YOUR INSTRUCTIONS ->
Write out all of the entries exactly as given.

EXTRACTED RECORDS ->
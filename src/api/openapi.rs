//! OpenAPI documentation

use axum::Router;
use utoipa::OpenApi;
use utoipa_swagger_ui::SwaggerUi;

use crate::api::{assets, assignments, health, return_requests, users};

#[derive(OpenApi)]
#[openapi(
    info(
        title = "Asset Management API",
        version = "1.0.0",
        description = "IT asset assignment and return tracking REST API",
        license(name = "AGPL-3.0", url = "https://www.gnu.org/licenses/agpl-3.0.html")
    ),
    servers(
        (url = "/api/v1", description = "API v1")
    ),
    paths(
        // Health
        health::health_check,
        health::readiness_check,
        // Assignments
        assignments::create_assignment,
        assignments::list_assignments,
        assignments::get_assignment,
        assignments::update_assignment,
        assignments::delete_assignment,
        assignments::change_assignment_state,
        assignments::get_user_assignments,
        assignments::filter_user_assignments,
        // Return requests
        return_requests::create_return_request,
        return_requests::list_return_requests,
        return_requests::change_return_request_state,
        // Users
        users::list_users,
        users::get_user,
        users::create_user,
        users::delete_user,
        // Assets
        assets::list_assets,
        assets::get_asset,
        assets::create_asset,
    ),
    components(
        schemas(
            // Shared enums
            crate::models::Location,
            crate::models::Gender,
            crate::models::Role,
            crate::models::AssetState,
            crate::models::AssignmentState,
            crate::models::ReturnRequestState,
            // Assignments
            crate::models::assignment::Assignment,
            crate::models::assignment::AssignmentDetails,
            crate::models::assignment::CreateAssignment,
            crate::models::assignment::ChangeAssignmentState,
            // Return requests
            crate::models::return_request::ReturnRequest,
            crate::models::return_request::ReturnRequestDetails,
            crate::models::return_request::CreateReturnRequest,
            crate::models::return_request::ChangeReturnRequestState,
            // Users
            crate::models::user::User,
            crate::models::user::UserSummary,
            crate::models::user::CreateUser,
            // Assets
            crate::models::asset::Asset,
            crate::models::asset::CreateAsset,
            // Health
            health::HealthResponse,
        )
    ),
    tags(
        (name = "health", description = "Health check endpoints"),
        (name = "assignments", description = "Asset assignments"),
        (name = "return-requests", description = "Returning assigned assets"),
        (name = "users", description = "User management"),
        (name = "assets", description = "Asset catalogue")
    )
)]
pub struct ApiDoc;

/// Create the OpenAPI documentation router
pub fn create_openapi_router() -> Router {
    Router::new()
        .merge(SwaggerUi::new("/swagger-ui").url("/api-docs/openapi.json", ApiDoc::openapi()))
}

#[cfg(test)]
mod tests {
    use super::*;

    #[test]
    fn documents_every_route() {
        let doc = ApiDoc::openapi();
        let paths: Vec<&String> = doc.paths.paths.keys().collect();

        for expected in [
            "/assignments",
            "/assignments/{id}",
            "/assignments/{id}/state",
            "/users/{id}/assignments/filter",
            "/return-requests/{id}/state",
            "/assets/{id}",
        ] {
            assert!(
                paths.iter().any(|p| p.as_str() == expected),
                "missing {}",
                expected
            );
        }
    }
}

WRITTEN ANSWER ->
filename src/api/openapi.rs
//! OpenAPI documentation

use axum::Router;
use utoipa::OpenApi;
use utoipa_swagger_ui::SwaggerUi;

use crate::api::{assets, assignments, health, return_requests, users};

#[derive(OpenApi)]
#[openapi(
    info(
        title = "Asset Management API",
        version = "1.0.0",
        description = "IT asset assignment and return tracking REST API",
        license(name = "AGPL-3.0", url = "https://www.gnu.org/licenses/agpl-3.0.html")
    ),
    servers(
        (url = "/api/v1", description = "API v1")
    ),
    paths(
        // Health
        health::health_check,
        health::readiness_check,
        // Assignments
        assignments::create_assignment,
        assignments::list_assignments,
        assignments::get_assignment,
        assignments::update_assignment,
        assignments::delete_assignment,
        assignments::change_assignment_state,
        assignments::get_user_assignments,
        assignments::filter_user_assignments,
        // Return requests
        return_requests::create_return_request,
        return_requests::list_return_requests,
        return_requests::change_return_request_state,
        // Users
        users::list_users,
        users::get_user,
        users::create_user,
        users::delete_user,
        // Assets
        assets::list_assets,
        assets::get_asset,
        assets::create_asset,
    ),
    components(
        schemas(
            // Shared enums
            crate::models::Location,
            crate::models::Gender,
            crate::models::Role,
            crate::models::AssetState,
            crate::models::AssignmentState,
            crate::models::ReturnRequestState,
            // Assignments
            crate::models::assignment::Assignment,
            crate::models::assignment::AssignmentDetails,
            crate::models::assignment::CreateAssignment,
            crate::models::assignment::ChangeAssignmentState,
            // Return requests
            crate::models::return_request::ReturnRequest,
            crate::models::return_request::ReturnRequestDetails,
            crate::models::return_request::CreateReturnRequest,
            crate::models::return_request::ChangeReturnRequestState,
            // Users
            crate::models::user::User,
            crate::models::user::UserSummary,
            crate::models::user::CreateUser,
            // Assets
            crate::models::asset::Asset,
            crate::models::asset::CreateAsset,
            // Health
            health::HealthResponse,
        )
    ),
    tags(
        (name = "health", description = "Health check endpoints"),
        (name = "assignments", description = "Asset assignments"),
        (name = "return-requests", description = "Returning assigned assets"),
        (name = "users", description = "User management"),
        (name = "assets", description = "Asset catalogue")
    )
)]
pub struct ApiDoc;

/// Create the OpenAPI documentation router
pub fn create_openapi_router() -> Router {
    Router::new()
        .merge(SwaggerUi::new("/swagger-ui").url("/api-docs/openapi.json", ApiDoc::openapi()))
}

#[cfg(test)]
mod tests {
    use super::*;

    #[test]
    fn documents_every_route() {
        let doc = ApiDoc::openapi();
        let paths: Vec<&String> = doc.paths.paths.keys().collect();

        for expected in [
            "/assignments",
            "/assignments/{id}",
            "/assignments/{id}/state",
            "/users/{id}/assignments/filter",
            "/return-requests/{id}/state",
            "/assets/{id}",
        ] {
            assert!(
                paths.iter().any(|p| p.as_str() == expected),
                "missing {}",
                expected
            );
        }
    }
}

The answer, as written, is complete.